Shanta is one of artist James Turrell’s many famous works. Unlike many of his other works which are three-dimensional installations, it is a two-dimensional print made using the aquatint technique, which produces richly textured surfaces and a wide range of tonal values. Shanta is the relatively unknown older sister of the Hindu deity Rama, a figure in the epic tale, the Ramayana, and her name is a variation of the Sanskrit word shanti or peace. 

Most of the pieces chosen are not currently on display so this program provided a truly a unique opportunity to spend an uninterrupted hour with each individual work of art that otherwise would not be accessible, getting to know it intimately. This is a rare gift indeed in today’s fast paced world and in a gallery full of so many priceless works calling for one’s attention. Each of the five sessions provided time for observing the piece, mindfulness meditation, reflection and group discussion. Audience participation was strongly encouraged and many participants were eager to share their impressions and interpretations of the works - both before and after practicing mindfulness - noticing the difference in perception and experience. 
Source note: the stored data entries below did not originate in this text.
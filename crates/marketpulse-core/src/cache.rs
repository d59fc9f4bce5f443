//! In-memory TTL cache for validated series.

use std::collections::HashMap;
use std::sync::Arc;
use std::time::Duration;

use tokio::sync::{Mutex, OwnedMutexGuard, RwLock};
use tokio::time::Instant;

use crate::domain::{Instrument, MarketObservation, TimeRange};

/// Default time-to-live of a cached series.
pub const DEFAULT_CACHE_TTL: Duration = Duration::from_secs(300);

/// Defines how a series request interacts with the cache.
#[derive(Debug, Clone, Copy, Default, PartialEq, Eq)]
pub enum CacheMode {
    /// Serve a live entry if present; otherwise fetch and store the result.
    #[default]
    Use,
    /// Skip the read, fetch, and overwrite the entry.
    Refresh,
    /// Neither read from nor write to the cache.
    Bypass,
}

impl CacheMode {
    pub const fn reads(self) -> bool {
        matches!(self, Self::Use)
    }

    pub const fn writes(self) -> bool {
        !matches!(self, Self::Bypass)
    }
}

/// Composite cache key.
#[derive(Debug, Clone, Copy, PartialEq, Eq, Hash)]
pub struct CacheKey {
    pub instrument: Instrument,
    pub time_range: TimeRange,
}

impl CacheKey {
    pub const fn new(instrument: Instrument, time_range: TimeRange) -> Self {
        Self {
            instrument,
            time_range,
        }
    }
}

/// Snapshot of a validated series. Replaced wholesale, never mutated.
#[derive(Debug, Clone)]
pub struct CacheEntry {
    pub instrument: Instrument,
    pub time_range: TimeRange,
    pub series: Arc<[MarketObservation]>,
    pub written_at: Instant,
}

impl CacheEntry {
    fn is_live(&self, now: Instant, ttl: Duration) -> bool {
        now.saturating_duration_since(self.written_at) < ttl
    }
}

#[derive(Debug)]
struct CacheInner {
    map: HashMap<CacheKey, CacheEntry>,
    ttl: Duration,
}

impl CacheInner {
    fn new(ttl: Duration) -> Self {
        Self {
            map: HashMap::new(),
            ttl,
        }
    }

    fn peek(&self, key: &CacheKey, now: Instant) -> Option<Arc<[MarketObservation]>> {
        self.map
            .get(key)
            .filter(|entry| entry.is_live(now, self.ttl))
            .map(|entry| Arc::clone(&entry.series))
    }

    fn clear_expired(&mut self, now: Instant) -> usize {
        let before = self.map.len();
        let ttl = self.ttl;
        self.map.retain(|_, entry| entry.is_live(now, ttl));
        before - self.map.len()
    }
}

/// Thread-safe series cache keyed by instrument and time range.
///
/// Expired entries are treated as absent and evicted lazily on the read path.
/// [`SeriesCache::fill_lock`] serializes check-fetch-insert sequences per key
/// so one key is filled at most once per TTL window.
#[derive(Debug, Clone)]
pub struct SeriesCache {
    inner: Arc<RwLock<CacheInner>>,
    fill_locks: Arc<Mutex<HashMap<CacheKey, Arc<Mutex<()>>>>>,
}

impl Default for SeriesCache {
    fn default() -> Self {
        Self::new(DEFAULT_CACHE_TTL)
    }
}

impl SeriesCache {
    pub fn new(ttl: Duration) -> Self {
        Self {
            inner: Arc::new(RwLock::new(CacheInner::new(ttl))),
            fill_locks: Arc::new(Mutex::new(HashMap::new())),
        }
    }

    pub async fn ttl(&self) -> Duration {
        self.inner.read().await.ttl
    }

    /// Returns the cached series if it is younger than the TTL.
    pub async fn get(
        &self,
        instrument: Instrument,
        time_range: TimeRange,
    ) -> Option<Arc<[MarketObservation]>> {
        let key = CacheKey::new(instrument, time_range);
        let now = Instant::now();

        {
            let store = self.inner.read().await;
            match store.map.get(&key) {
                None => return None,
                Some(entry) if entry.is_live(now, store.ttl) => {
                    return Some(Arc::clone(&entry.series))
                }
                Some(_) => {}
            }
        }

        let mut store = self.inner.write().await;
        // Another writer may have refreshed the entry in between.
        if let Some(series) = store.peek(&key, now) {
            return Some(series);
        }
        if store.map.remove(&key).is_some() {
            tracing::debug!(%instrument, %time_range, "evicted expired series");
        }
        None
    }

    /// Stores a series, replacing any previous entry for the key.
    pub async fn set(
        &self,
        instrument: Instrument,
        time_range: TimeRange,
        series: impl Into<Arc<[MarketObservation]>>,
    ) {
        let entry = CacheEntry {
            instrument,
            time_range,
            series: series.into(),
            written_at: Instant::now(),
        };
        let mut store = self.inner.write().await;
        store
            .map
            .insert(CacheKey::new(instrument, time_range), entry);
    }

    /// Full entry for a key, including expired ones not yet evicted.
    pub async fn entry(&self, instrument: Instrument, time_range: TimeRange) -> Option<CacheEntry> {
        let store = self.inner.read().await;
        store
            .map
            .get(&CacheKey::new(instrument, time_range))
            .cloned()
    }

    /// Removes every expired entry and returns how many were dropped.
    pub async fn clear_expired(&self) -> usize {
        let mut store = self.inner.write().await;
        store.clear_expired(Instant::now())
    }

    pub async fn clear(&self) {
        let mut store = self.inner.write().await;
        store.map.clear();
    }

    /// Number of stored entries, expired ones included.
    pub async fn len(&self) -> usize {
        self.inner.read().await.map.len()
    }

    pub async fn is_empty(&self) -> bool {
        self.len().await == 0
    }

    /// Per-key lock held while a caller fills a missing entry.
    pub async fn fill_lock(
        &self,
        instrument: Instrument,
        time_range: TimeRange,
    ) -> OwnedMutexGuard<()> {
        let lock = {
            let mut locks = self.fill_locks.lock().await;
            Arc::clone(
                locks
                    .entry(CacheKey::new(instrument, time_range))
                    .or_insert_with(|| Arc::new(Mutex::new(()))),
            )
        };
        lock.lock_owned().await
    }
}

#[cfg(test)]
mod tests {
    use super::*;

    fn series(value: f64) -> Vec<MarketObservation> {
        vec![MarketObservation {
            timestamp: String::from("2024-01-01T00:00:00Z"),
            value,
            volume: 1,
            change: 0.0,
            volatility: 0.0,
            trend: 0.0,
            ma5: value,
            ma20: value,
        }]
    }

    #[tokio::test(start_paused = true)]
    async fn test_cache_basic_operations() {
        let cache = SeriesCache::new(Duration::from_secs(60));

        assert!(cache.get(Instrument::CrudeOil, TimeRange::OneDay).await.is_none());

        cache.set(Instrument::CrudeOil, TimeRange::OneDay, series(1.0)).await;
        let hit = cache.get(Instrument::CrudeOil, TimeRange::OneDay).await;
        assert_eq!(hit.as_deref(), Some(series(1.0).as_slice()));

        cache.set(Instrument::CrudeOil, TimeRange::OneDay, series(2.0)).await;
        let hit = cache.get(Instrument::CrudeOil, TimeRange::OneDay).await;
        assert_eq!(hit.as_deref(), Some(series(2.0).as_slice()));

        // Keys are composite.
        assert!(cache.get(Instrument::CrudeOil, TimeRange::OneWeek).await.is_none());
        assert!(cache.get(Instrument::NaturalGas, TimeRange::OneDay).await.is_none());
    }

    #[tokio::test(start_paused = true)]
    async fn test_cache_expiration_is_lazy() {
        let cache = SeriesCache::new(Duration::from_secs(300));
        cache.set(Instrument::Renewable, TimeRange::OneMonth, series(1.0)).await;

        tokio::time::advance(Duration::from_secs(299)).await;
        assert!(cache.get(Instrument::Renewable, TimeRange::OneMonth).await.is_some());

        tokio::time::advance(Duration::from_secs(1)).await;
        // Still physically stored until the read path evicts it.
        assert_eq!(cache.len().await, 1);
        assert!(cache.get(Instrument::Renewable, TimeRange::OneMonth).await.is_none());
        assert_eq!(cache.len().await, 0);
    }

    #[tokio::test(start_paused = true)]
    async fn test_cache_clear_expired() {
        let cache = SeriesCache::new(Duration::from_secs(10));
        cache.set(Instrument::CrudeOil, TimeRange::OneDay, series(1.0)).await;
        tokio::time::advance(Duration::from_secs(5)).await;
        cache.set(Instrument::NaturalGas, TimeRange::OneDay, series(1.0)).await;
        tokio::time::advance(Duration::from_secs(6)).await;

        assert_eq!(cache.clear_expired().await, 1);
        assert_eq!(cache.len().await, 1);
        assert!(cache.entry(Instrument::NaturalGas, TimeRange::OneDay).await.is_some());
    }

    #[tokio::test]
    async fn test_cache_clear_all() {
        let cache = SeriesCache::default();
        cache.set(Instrument::CrudeOil, TimeRange::OneDay, series(1.0)).await;
        cache.set(Instrument::Industrial, TimeRange::OneYear, series(1.0)).await;

        assert_eq!(cache.len().await, 2);
        cache.clear().await;
        assert!(cache.is_empty().await);
        assert_eq!(cache.ttl().await, DEFAULT_CACHE_TTL);
    }

    #[tokio::test]
    async fn test_fill_lock_is_per_key() {
        let cache = SeriesCache::default();
        let held = cache.fill_lock(Instrument::CrudeOil, TimeRange::OneDay).await;

        // A different key is not blocked.
        let _other = cache.fill_lock(Instrument::CrudeOil, TimeRange::OneWeek).await;

        let contender = {
            let cache = cache.clone();
            tokio::spawn(async move {
                let _guard = cache.fill_lock(Instrument::CrudeOil, TimeRange::OneDay).await;
            })
        };
        tokio::task::yield_now().await;
        assert!(!contender.is_finished());

        drop(held);
        contender.await.expect("contender completes once the lock is released");
    }

    #[test]
    fn test_cache_mode_default() {
        let mode = CacheMode::default();
        assert_eq!(mode, CacheMode::Use);
        assert!(CacheMode::Refresh.writes() && !CacheMode::Refresh.reads());
        assert!(!CacheMode::Bypass.writes());
    }
}
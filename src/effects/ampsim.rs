//! Dual power amp and cabinet simulator.
//!
//! Stage 1 runs a 4x oversampled power amp stage and a tone stack for each
//! channel. Stages 2 to 5 convolve both channels with a 1248-tap IR, 312 taps
//! per stage. An IR upload (`0x15n1`/`0x15n2`/`0x15n3`) replaces the IR of both
//! channels and is also kept in flash by the control side.
//!
//! Pipeline properties:
//!
//! | Id          | Payload                                              |
//! |-------------|------------------------------------------------------|
//! | `0x10 + ch` | power amp class-1 words (see [`crate::nonlinear`])   |
//! | `0x20 + ch` | tone stack `[b0, b1, b2, b3, -a1]`                   |
//! | `0x30 + ch` | tone stack `[-a2, -a3]`, then output volume          |
//!
//! A tone stack update takes effect when its second half arrives.

use alloc::boxed::Box;

use crate::convolution::{self, Convolver};
use crate::filter::{design, iir3};
use crate::fixed::{mul, q28_to_q31, q31_to_q28, to_fixed, Sample, ONE};
use crate::nonlinear::{self, TubeStage};
use crate::oversampler::Oversampler4x;
use crate::pipeline::{Control, Effect, Frame, MixerIo};
use crate::preset::{Flash, PresetProtocol, PresetTable, PRESET_COUNT};
use crate::property::bulk::{BulkAction, BulkLoader};
use crate::property::{Property, PropertyId, TABLE_BULK};

use super::pseudo_differential;

pub const SAMPLE_RATE: u32 = 48_000;

pub const IR_TAPS: usize = 1248;
pub const IR_PARTS: usize = 4;
pub const IR_UPLOAD_SHIFT: u32 = 5;

pub type AmpConvolver = Convolver<IR_TAPS, IR_PARTS>;

const CHANNELS: usize = 2;

/// Oversampled slots of channel `ch` start at `ch * 4`.
const OVERSAMPLED: [usize; CHANNELS] = [0, 4];

/// Per-channel sample and accumulator slots for the convolution stages.
const SAMPLE: [usize; CHANNELS] = [0, 3];
const ACC: [usize; CHANNELS] = [1, 4];

const AMP_ID: u32 = 0x10;
const STACK_ID: u32 = 0x20;
const STACK_TAIL_ID: u32 = 0x30;

/// Per-channel preset bytes, stored interleaved as `[left, right]` pairs.
pub mod params {
    pub const DRIVE: usize = 0;
    pub const CABINET: usize = 1;
    pub const STACK: usize = 2;
    pub const BASS: usize = 3;
    pub const VOLUME: usize = 4;
    pub const MIDDLE: usize = 5;
    pub const TREBLE: usize = 6;
    pub const SLEW: usize = 7;
    pub const VOICE: usize = 8;
    pub const BALANCE: usize = 9;
}

#[derive(Debug, Clone)]
struct Channel {
    oversampler: Oversampler4x,
    amp: TubeStage,
    stack: [Sample; 7],
    pending_stack: [Sample; 7],
    stack_state: [Sample; 6],
    volume: Sample,
    ir: AmpConvolver,
}

impl Channel {
    fn new() -> Self {
        let flat = design::tonestack(0.5, 0.5, 0.5, 1.0, 1.0, 1.0, SAMPLE_RATE as f64);
        let mut ir = AmpConvolver::new();
        ir.init();

        Self {
            oversampler: Oversampler4x::antialias_4x(),
            amp: TubeStage::new(),
            stack: flat,
            pending_stack: flat,
            stack_state: [0; 6],
            volume: ONE,
            ir,
        }
    }

    #[inline]
    fn power_amp(&mut self, slots: &mut [Sample]) -> Sample {
        self.oversampler.upsample(slots);
        for k in (0..4).rev() {
            slots[k] = self.amp.process(slots[k]);
        }
        self.oversampler.downsample(slots);
        let y = iir3(slots[0], &self.stack, &mut self.stack_state);

        mul(y, self.volume)
    }
}

#[derive(Debug, Clone)]
pub struct AmpSim {
    channels: Box<[Channel; CHANNELS]>,
    loader: BulkLoader<IR_TAPS>,
}

impl Default for AmpSim {
    fn default() -> Self {
        Self::new()
    }
}

impl AmpSim {
    pub fn new() -> Self {
        Self {
            channels: Box::new([Channel::new(), Channel::new()]),
            loader: BulkLoader::new(IR_UPLOAD_SHIFT),
        }
    }

    pub fn is_muted(&self) -> bool {
        self.loader.is_muted()
    }

    pub fn impulse_response(&self, channel: usize) -> Option<&[Sample; IR_TAPS]> {
        self.channels.get(channel).map(|c| c.ir.coefficients())
    }

    fn apply(&mut self, property: &Property) {
        if property.is_empty() {
            return;
        }
        if let BulkAction::Write(write) = self.loader.handle(property) {
            for channel in self.channels.iter_mut() {
                channel.ir.load(write.offset, write.words());
            }
            return;
        }

        let ch = (property.id & 0xF) as usize;
        let Some(channel) = self.channels.get_mut(ch) else {
            return;
        };
        let d = &property.data;
        match property.id & !0xF {
            AMP_ID => channel.amp.set_coefficients(1, d),
            STACK_ID => channel.pending_stack[..5].copy_from_slice(d),
            STACK_TAIL_ID => {
                channel.pending_stack[5] = d[0];
                channel.pending_stack[6] = d[1];
                channel.stack = channel.pending_stack;
                channel.volume = d[2];
            }
            _ => {}
        }
    }

    #[inline]
    fn convolve(&mut self, part: usize, frame: &mut Frame) {
        for (ch, channel) in self.channels.iter_mut().enumerate() {
            channel.ir.process_frame(part, frame, SAMPLE[ch], ACC[ch]);
        }
    }
}

impl Effect for AmpSim {
    fn mixer(&mut self, io: MixerIo<'_>, _property: &Property) {
        let guitar = pseudo_differential(io.adc_output);

        io.dsp_input[OVERSAMPLED[0]] = q31_to_q28(guitar);
        io.dsp_input[OVERSAMPLED[1]] = q31_to_q28(guitar);

        io.usb_input[0] = guitar;
        io.usb_input[1] = guitar;

        io.dac_input[0] = q28_to_q31(io.dsp_output[SAMPLE[0]]);
        io.dac_input[1] = q28_to_q31(io.dsp_output[SAMPLE[1]]);
    }

    fn stage1(&mut self, frame: &mut Frame, property: &Property) {
        self.apply(property);

        let mut outputs = [0; CHANNELS];
        for (ch, channel) in self.channels.iter_mut().enumerate() {
            let start = OVERSAMPLED[ch];
            outputs[ch] = channel.power_amp(&mut frame[start..start + 4]);
        }
        for ch in 0..CHANNELS {
            frame[SAMPLE[ch]] = outputs[ch];
            convolution::begin(frame, ACC[ch]);
        }
    }

    fn stage2(&mut self, frame: &mut Frame, _property: &Property) {
        self.convolve(0, frame);
    }

    fn stage3(&mut self, frame: &mut Frame, _property: &Property) {
        self.convolve(1, frame);
    }

    fn stage4(&mut self, frame: &mut Frame, _property: &Property) {
        self.convolve(2, frame);
    }

    fn stage5(&mut self, frame: &mut Frame, _property: &Property) {
        self.convolve(3, frame);
        let muted = self.loader.is_muted();
        for ch in 0..CHANNELS {
            frame[SAMPLE[ch]] = if muted { 0 } else { convolution::finish(frame, ACC[ch]) };
        }
    }
}

/// Default preset: mid drive, flat stack, half volume.
pub const DEFAULT_PRESETS: PresetTable =
    [[8, 8, 8, 8, 8, 8, 8, 8, 50, 50, 8, 8, 8, 8, 8, 8, 8, 8, 50, 50]; PRESET_COUNT];

const LABELS: &[&str] = &["Dual Ampsim", "Left", "Right"];

/// Properties of one preset, in the order they are sent.
fn preset_properties(preset: &[u8; 20]) -> [Property; 3 * CHANNELS] {
    let mut out = [Property::EMPTY; 3 * CHANNELS];
    for ch in 0..CHANNELS {
        let p = |index: usize| preset[2 * index + ch];
        let pos = |index: usize| p(index).min(15) as f64 / 15.0;

        let stack = design::tonestack(
            pos(params::BASS),
            pos(params::MIDDLE),
            pos(params::TREBLE),
            1.0,
            0.5 + pos(params::STACK),
            1.0,
            SAMPLE_RATE as f64,
        );
        let volume = to_fixed(p(params::VOLUME).min(99) as f64 / 99.0);
        let voice = p(params::VOICE).clamp(1, nonlinear::VOICE_COUNT);

        out[3 * ch] = Property::new(
            AMP_ID + ch as u32,
            nonlinear::voice_parameters(voice, p(params::SLEW), p(params::DRIVE)),
        );
        out[3 * ch + 1] = Property::new(
            STACK_ID + ch as u32,
            [stack[0], stack[1], stack[2], stack[3], stack[4]],
        );
        out[3 * ch + 2] = Property::new(
            STACK_TAIL_ID + ch as u32,
            [stack[5], stack[6], volume, 0, 0],
        );
    }

    out
}

/// Preset handling plus coefficient updates for [`AmpSim`].
pub struct AmpSimControl<F: Flash> {
    protocol: PresetProtocol<F>,
    queue: [Property; 3 * CHANNELS],
    next: usize,
    sent: Option<[u8; 20]>,
}

impl<F: Flash> AmpSimControl<F> {
    pub fn new(flash: F) -> Self {
        Self {
            protocol: PresetProtocol::new(flash, DEFAULT_PRESETS, LABELS),
            queue: [Property::EMPTY; 3 * CHANNELS],
            next: 3 * CHANNELS,
            sent: None,
        }
    }

    pub fn protocol(&self) -> &PresetProtocol<F> {
        &self.protocol
    }
}

impl<F: Flash + Send> Control for AmpSimControl<F> {
    fn initialize(&mut self) {
        self.protocol.initialize();
    }

    fn control(&mut self, rcv: &Property, snd: &mut Property, dsp: &mut Property) {
        *snd = self.protocol.handle(rcv);

        // IR uploads also go live in the pipeline.
        if !rcv.is_empty() && PropertyId(rcv.id).table() == TABLE_BULK {
            *dsp = *rcv;
            return;
        }

        let active = *self.protocol.store().active_preset();
        if self.sent != Some(active) {
            self.sent = Some(active);
            self.queue = preset_properties(&active);
            self.next = 0;
        }
        if let Some(property) = self.queue.get(self.next) {
            *dsp = *property;
            self.next += 1;
        }
    }
}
The initial idea for the collaboration came from Liliana Milkova, the Nolen Curator of Education and Academic Affairs who in April reached out to Anne Dutton, LCSW, Director of Mindfulness Education at the Yale Stress Center, and Danielle Casioppo, MS, Health Educator and certified yoga teacher with Being Well at Yale.  According to Milkova, “One of my goals as a museum educator is to foster close and slow looking, a process I would often describe as a mindful encounter with the work of art. The idea behind bringing mindfulness practice to the gallery was both to encourage our visitors to look in a more intentional and self-aware way and to think of our spaces as conducive to deep reflection and relaxation.”

The three met several times to discuss the program’s format, logistics, and most importantly, to choose the various works of art which would be the focus for each of the mindfulness sessions.  The program was so unique that it was featured in the online magazines Daily Nutmeg and India Currents. Based on the success of this series, the group hopes to offer another series in the future.  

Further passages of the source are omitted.